Maybe Leicester City could be added to the list of examples of black swan events if they manage to win the Premier League? While Taleb argues that black swan events are simply not computable, the markets did price Leicester City from 2000-1 to 5000-1 (depending on your bookmaker) at the start of the English Premier League season. Although we did have a probability of Leicester succeeding, I think it was fair to say that the Foxes winning the Premier League in August 2015 fits into the realm of the highly improbable.
The bookmakers used past events as a guide to future outcomes in August 2015, as they usually do. Below are the market prices to win the Premier League at the beginning of five recent seasons I could get data for. This data was accessed from a range of sources including newspaper guides and gambling websites such as Paddy Power.

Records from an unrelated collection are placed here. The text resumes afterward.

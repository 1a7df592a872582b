use thiserror::Error;

/// Filter token rejected while parsing
#[derive(Debug, Clone, PartialEq, Eq, Error)]
pub enum FilterError {
    /// Token is not of the form `name:value`
    #[error("Invalid option specification: {0}")]
    MalformedToken(String),

    #[error("There is no filter option for {0}")]
    UnknownOption(String),

    #[error("There is no {option} of type {value}")]
    UnknownEnumerant { option: String, value: String },

    /// A value of the wrong type was assigned to an option
    #[error("Option {option} does not take a {found} value")]
    TypeMismatch { option: String, found: String },
}
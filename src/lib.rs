//! Typed filter and paginated query engine over a C++ API symbol catalogue.

mod enumerant;

pub mod catalogue;
pub mod config;
pub mod filter;
pub mod paging;
pub mod query;
pub mod service;
pub mod tenant;

pub use catalogue::{Catalogue, CatalogueBuilder, Symbol, SymbolId, SymbolKind, SymbolSpec};
pub use config::QueryConfig;
pub use enumerant::Enumerant;
pub use filter::{Filter, FilterError};
pub use paging::{ChannelId, MessageId, PageAction, PageSummary, PagedResult, TenantId};
pub use query::{evaluate, Match};
pub use service::{PageView, QueryError, QueryService};
pub use tenant::{GuildRegistry, PageCache, RegistryError, TenantState};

As expected the bookies get things right most of the time. In the five seasons shown below either the favourite or second favourite won the Premier League (marked in yellow). The teams marked in blue are the other top three placed teams for that season. In regards to the top 4, once again the bookies get things mostly right.
If they do win the Premier League maybe Leicester's success will be retrospectively explainable? This is a key aspect to idea of black swans. Hindsight is a wonderful thing and the highly unpredictable will be rationalised by commentators. With the wonderful Mahrez, why couldn't they win it?